» **TASK**:
Provide the count of lines below that include the word "Rejected", without any accompanying remarks.

[Dataset records]
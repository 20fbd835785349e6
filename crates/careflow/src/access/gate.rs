use std::sync::Arc;

use chrono::Utc;

use super::identity::{ActorId, Identity};
use super::matrix::{Action, PermissionMatrix, PermissionOutcome, Resource};
use crate::audit::{AuditEntry, AuditSink};

/// Internal denial reason. Audited, never shown to the caller: both role
/// and ownership failures surface as the same uniform "forbidden" shape so
/// a flatly denied role cannot probe ownership through a different error
/// path.
#[derive(Debug, Clone, Copy, PartialEq, Eq)]
pub enum DenyReason {
    InsufficientRole,
    NotOwner,
    OwnerUnknown,
    NotAssigned,
}

impl DenyReason {
    pub const fn as_str(self) -> &'static str {
        match self {
            Self::InsufficientRole => "insufficient-role",
            Self::NotOwner => "not-owner",
            Self::OwnerUnknown => "owner-unknown",
            Self::NotAssigned => "not-assigned",
        }
    }
}

/// Outcome of an authorization check.
#[derive(Debug, Clone, Copy, PartialEq, Eq)]
pub enum Decision {
    Allow,
    Deny(DenyReason),
}

impl Decision {
    pub const fn is_allowed(self) -> bool {
        matches!(self, Self::Allow)
    }

    pub fn into_result(self) -> Result<(), DenyReason> {
        match self {
            Self::Allow => Ok(()),
            Self::Deny(reason) => Err(reason),
        }
    }
}

/// Central gate consulted by every protected operation.
///
/// Reads the matrix and the caller's linkage set; never mutates the target
/// entity. Denials are appended to the audit sink, allows are left to the
/// workflow's own transition record to avoid double-counting.
pub struct AuthorizationGate {
    matrix: PermissionMatrix,
    audit: Arc<dyn AuditSink>,
}

impl AuthorizationGate {
    pub fn new(matrix: PermissionMatrix, audit: Arc<dyn AuditSink>) -> Self {
        Self { matrix, audit }
    }

    pub fn matrix(&self) -> &PermissionMatrix {
        &self.matrix
    }

    /// Decide whether `identity` may perform `action` on `resource`.
    ///
    /// The role outcome is checked before ownership: a role without any
    /// grant is denied `insufficient-role` without ever inspecting
    /// `target_owner`. `AllowOwn` requires the caller to supply the owning
    /// identity of the target.
    pub fn authorize(
        &self,
        identity: &Identity,
        resource: Resource,
        action: Action,
        target_owner: Option<&ActorId>,
    ) -> Decision {
        match self.matrix.lookup(identity.role, resource, action) {
            PermissionOutcome::Deny => {
                self.record_denial(identity, resource, action, DenyReason::InsufficientRole)
            }
            PermissionOutcome::Allow => Decision::Allow,
            PermissionOutcome::AllowOwn => match target_owner {
                None => self.record_denial(identity, resource, action, DenyReason::OwnerUnknown),
                Some(owner) if identity.owns(owner) => Decision::Allow,
                Some(_) => self.record_denial(identity, resource, action, DenyReason::NotOwner),
            },
        }
    }

    /// Audit and return a denial raised by a workflow's second-stage check
    /// (reviewer assignment, decision tier) so it shares the denial trail
    /// with matrix denials.
    pub fn deny(
        &self,
        identity: &Identity,
        resource: Resource,
        action: Action,
        reason: DenyReason,
    ) -> DenyReason {
        self.record_denial(identity, resource, action, reason);
        reason
    }

    fn record_denial(
        &self,
        identity: &Identity,
        resource: Resource,
        action: Action,
        reason: DenyReason,
    ) -> Decision {
        let entry = AuditEntry::denial(identity, resource, action, reason, Utc::now());
        if let Err(err) = self.audit.append(entry) {
            tracing::error!(%err, "failed to audit authorization denial");
        }
        Decision::Deny(reason)
    }
}
use crate::access::ActorId;
use crate::audit::AuditEntry;
use crate::workflows::error::StoreError;

use super::domain::{Dispute, DisputeId, JobId};

/// Storage abstraction for disputes.
///
/// Same atomicity contract as the submission store: record plus audit entry
/// commit together or not at all, and `save` enforces optimistic
/// versioning. `insert` must reject a second open dispute for the same
/// (job, raised_by, against) triple with `StoreError::Duplicate`.
pub trait DisputeStore: Send + Sync {
    fn insert(&self, dispute: Dispute, audit: AuditEntry) -> Result<Dispute, StoreError>;

    fn load(&self, id: &DisputeId) -> Result<Option<Dispute>, StoreError>;

    fn save(
        &self,
        dispute: Dispute,
        expected_version: u64,
        audit: AuditEntry,
    ) -> Result<Dispute, StoreError>;

    /// The open (non-resolved, non-closed) dispute for a triple, if any.
    fn find_open(
        &self,
        job_id: &JobId,
        raised_by: &ActorId,
        against: &ActorId,
    ) -> Result<Option<Dispute>, StoreError>;
}
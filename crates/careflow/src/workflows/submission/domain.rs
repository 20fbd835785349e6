use chrono::{DateTime, Utc};
use serde::{Deserialize, Serialize};

use crate::access::{ActorId, Role};
use crate::workflows::error::WorkflowError;

/// Identifier wrapper for verification submissions.
#[derive(Debug, Clone, PartialEq, Eq, PartialOrd, Ord, Hash, Serialize, Deserialize)]
pub struct SubmissionId(pub String);

/// Verification artifacts the platform reviews before activating an
/// agency or caregiver.
#[derive(Debug, Clone, Copy, PartialEq, Eq, Hash, Serialize, Deserialize)]
#[serde(rename_all = "snake_case")]
pub enum SubmissionType {
    AgencyLegalDocs,
    AgencyPhysical,
    CaregiverCertificate,
    CaregiverPoliceClearance,
    CaregiverInterview,
    CaregiverPsych,
}

impl SubmissionType {
    pub const fn label(self) -> &'static str {
        match self {
            Self::AgencyLegalDocs => "agency_legal_docs",
            Self::AgencyPhysical => "agency_physical",
            Self::CaregiverCertificate => "caregiver_certificate",
            Self::CaregiverPoliceClearance => "caregiver_police_clearance",
            Self::CaregiverInterview => "caregiver_interview",
            Self::CaregiverPsych => "caregiver_psych",
        }
    }

    /// The role whose verification pipeline this artifact belongs to.
    pub const fn audience(self) -> Role {
        match self {
            Self::AgencyLegalDocs | Self::AgencyPhysical => Role::Agency,
            Self::CaregiverCertificate
            | Self::CaregiverPoliceClearance
            | Self::CaregiverInterview
            | Self::CaregiverPsych => Role::Caregiver,
        }
    }

    /// Full checklist a role must clear to become verified.
    pub const fn required_for(role: Role) -> &'static [SubmissionType] {
        match role {
            Role::Agency => &[Self::AgencyLegalDocs, Self::AgencyPhysical],
            Role::Caregiver => &[
                Self::CaregiverCertificate,
                Self::CaregiverPoliceClearance,
                Self::CaregiverInterview,
                Self::CaregiverPsych,
            ],
            _ => &[],
        }
    }
}

/// Lifecycle status of a submission.
#[derive(Debug, Clone, Copy, PartialEq, Eq, Serialize, Deserialize)]
#[serde(rename_all = "snake_case")]
pub enum SubmissionStatus {
    Pending,
    ModeratorReviewed,
    Approved,
    Rejected,
}

impl SubmissionStatus {
    pub const fn label(self) -> &'static str {
        match self {
            Self::Pending => "pending",
            Self::ModeratorReviewed => "moderator_reviewed",
            Self::Approved => "approved",
            Self::Rejected => "rejected",
        }
    }

    pub const fn is_terminal(self) -> bool {
        matches!(self, Self::Approved | Self::Rejected)
    }
}

/// First-tier verdict. The moderator recommends; only an admin finalizes.
#[derive(Debug, Clone, Copy, PartialEq, Eq, Serialize, Deserialize)]
#[serde(rename_all = "snake_case")]
pub enum Recommendation {
    Approve,
    Reject,
}

impl Recommendation {
    pub const fn label(self) -> &'static str {
        match self {
            Self::Approve => "approve",
            Self::Reject => "reject",
        }
    }
}

/// Second-tier ruling. Binding, and free to contradict the recommendation.
#[derive(Debug, Clone, Copy, PartialEq, Eq, Serialize, Deserialize)]
#[serde(rename_all = "snake_case")]
pub enum AdminDecision {
    Approve,
    SendBack,
    OverrideReject,
}

impl AdminDecision {
    pub const fn label(self) -> &'static str {
        match self {
            Self::Approve => "approve",
            Self::SendBack => "send_back",
            Self::OverrideReject => "override_reject",
        }
    }
}

#[derive(Debug, Clone, PartialEq, Eq, Serialize, Deserialize)]
pub struct ModeratorReview {
    pub moderator: ActorId,
    pub recommendation: Recommendation,
    pub notes: Option<String>,
    pub reviewed_at: DateTime<Utc>,
}

#[derive(Debug, Clone, PartialEq, Eq, Serialize, Deserialize)]
pub struct AdminRuling {
    pub admin: ActorId,
    pub decision: AdminDecision,
    pub feedback: Option<String>,
    pub decided_at: DateTime<Utc>,
}

/// A verification artifact under review.
///
/// A submission carries at most one active lifecycle: a send-back returns
/// the same record to `Pending` with the review cycle incremented rather
/// than spawning a new entity.
#[derive(Debug, Clone, PartialEq, Eq, Serialize, Deserialize)]
pub struct Submission {
    pub id: SubmissionId,
    pub submission_type: SubmissionType,
    pub submitter: ActorId,
    pub status: SubmissionStatus,
    pub review_cycle: u32,
    /// Assigned first-tier reviewer. Set by the first recommendation.
    pub moderator: Option<ActorId>,
    pub moderator_review: Option<ModeratorReview>,
    pub admin_ruling: Option<AdminRuling>,
    pub document_refs: Vec<String>,
    pub submitted_at: DateTime<Utc>,
    pub updated_at: DateTime<Utc>,
    pub version: u64,
}

impl Submission {
    pub fn new(
        id: SubmissionId,
        submission_type: SubmissionType,
        submitter: ActorId,
        document_refs: Vec<String>,
        at: DateTime<Utc>,
    ) -> Self {
        Self {
            id,
            submission_type,
            submitter,
            status: SubmissionStatus::Pending,
            review_cycle: 0,
            moderator: None,
            moderator_review: None,
            admin_ruling: None,
            document_refs,
            submitted_at: at,
            updated_at: at,
            version: 0,
        }
    }

    /// Replace the artifact documents while the review pass is still open.
    pub fn refresh_documents(
        &mut self,
        document_refs: Vec<String>,
        at: DateTime<Utc>,
    ) -> Result<(), WorkflowError> {
        if self.status != SubmissionStatus::Pending {
            return Err(WorkflowError::InvalidTransition {
                current: self.status.label(),
            });
        }
        self.document_refs = document_refs;
        self.updated_at = at;
        Ok(())
    }

    /// Apply the first-tier recommendation: Pending -> ModeratorReviewed.
    ///
    /// Notes are optional on approve and mandatory on reject.
    pub fn record_recommendation(
        &mut self,
        moderator: ActorId,
        recommendation: Recommendation,
        notes: Option<String>,
        at: DateTime<Utc>,
    ) -> Result<(), WorkflowError> {
        if self.status != SubmissionStatus::Pending {
            return Err(WorkflowError::InvalidTransition {
                current: self.status.label(),
            });
        }
        let notes = normalize(notes);
        if recommendation == Recommendation::Reject && notes.is_none() {
            return Err(WorkflowError::Validation { field: "notes" });
        }

        self.moderator = Some(moderator.clone());
        self.moderator_review = Some(ModeratorReview {
            moderator,
            recommendation,
            notes,
            reviewed_at: at,
        });
        self.status = SubmissionStatus::ModeratorReviewed;
        self.updated_at = at;
        Ok(())
    }

    /// Apply the binding second-tier ruling: ModeratorReviewed ->
    /// {Approved, Rejected, Pending}.
    ///
    /// Feedback is mandatory and non-blank for send-back and override so
    /// the moderator always receives actionable guidance. No ruling is
    /// possible before a recommendation exists.
    pub fn apply_decision(
        &mut self,
        admin: ActorId,
        decision: AdminDecision,
        feedback: Option<String>,
        at: DateTime<Utc>,
    ) -> Result<(), WorkflowError> {
        if self.status != SubmissionStatus::ModeratorReviewed {
            return Err(WorkflowError::InvalidTransition {
                current: self.status.label(),
            });
        }
        let feedback = normalize(feedback);
        if decision != AdminDecision::Approve && feedback.is_none() {
            return Err(WorkflowError::Validation { field: "feedback" });
        }

        self.admin_ruling = Some(AdminRuling {
            admin,
            decision,
            feedback,
            decided_at: at,
        });
        self.status = match decision {
            AdminDecision::Approve => SubmissionStatus::Approved,
            AdminDecision::OverrideReject => SubmissionStatus::Rejected,
            AdminDecision::SendBack => {
                self.review_cycle += 1;
                self.moderator_review = None;
                SubmissionStatus::Pending
            }
        };
        self.updated_at = at;
        Ok(())
    }

    pub fn status_view(&self) -> SubmissionView {
        SubmissionView {
            submission_id: self.id.clone(),
            submission_type: self.submission_type.label(),
            status: self.status.label(),
            review_cycle: self.review_cycle,
            moderator: self.moderator.clone(),
            recommendation: self
                .moderator_review
                .as_ref()
                .map(|review| review.recommendation.label()),
            moderator_notes: self
                .moderator_review
                .as_ref()
                .and_then(|review| review.notes.clone()),
            decision: self
                .admin_ruling
                .as_ref()
                .map(|ruling| ruling.decision.label()),
            feedback: self
                .admin_ruling
                .as_ref()
                .and_then(|ruling| ruling.feedback.clone()),
            submitted_at: self.submitted_at,
            updated_at: self.updated_at,
        }
    }
}

fn normalize(text: Option<String>) -> Option<String> {
    text.map(|value| value.trim().to_string())
        .filter(|value| !value.is_empty())
}

/// Sanitized representation of a submission's exposed state.
#[derive(Debug, Clone, Serialize)]
pub struct SubmissionView {
    pub submission_id: SubmissionId,
    pub submission_type: &'static str,
    pub status: &'static str,
    pub review_cycle: u32,
    #[serde(skip_serializing_if = "Option::is_none")]
    pub moderator: Option<ActorId>,
    #[serde(skip_serializing_if = "Option::is_none")]
    pub recommendation: Option<&'static str>,
    #[serde(skip_serializing_if = "Option::is_none")]
    pub moderator_notes: Option<String>,
    #[serde(skip_serializing_if = "Option::is_none")]
    pub decision: Option<&'static str>,
    #[serde(skip_serializing_if = "Option::is_none")]
    pub feedback: Option<String>,
    pub submitted_at: DateTime<Utc>,
    pub updated_at: DateTime<Utc>,
}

» **YOUR RESPONSE**:
5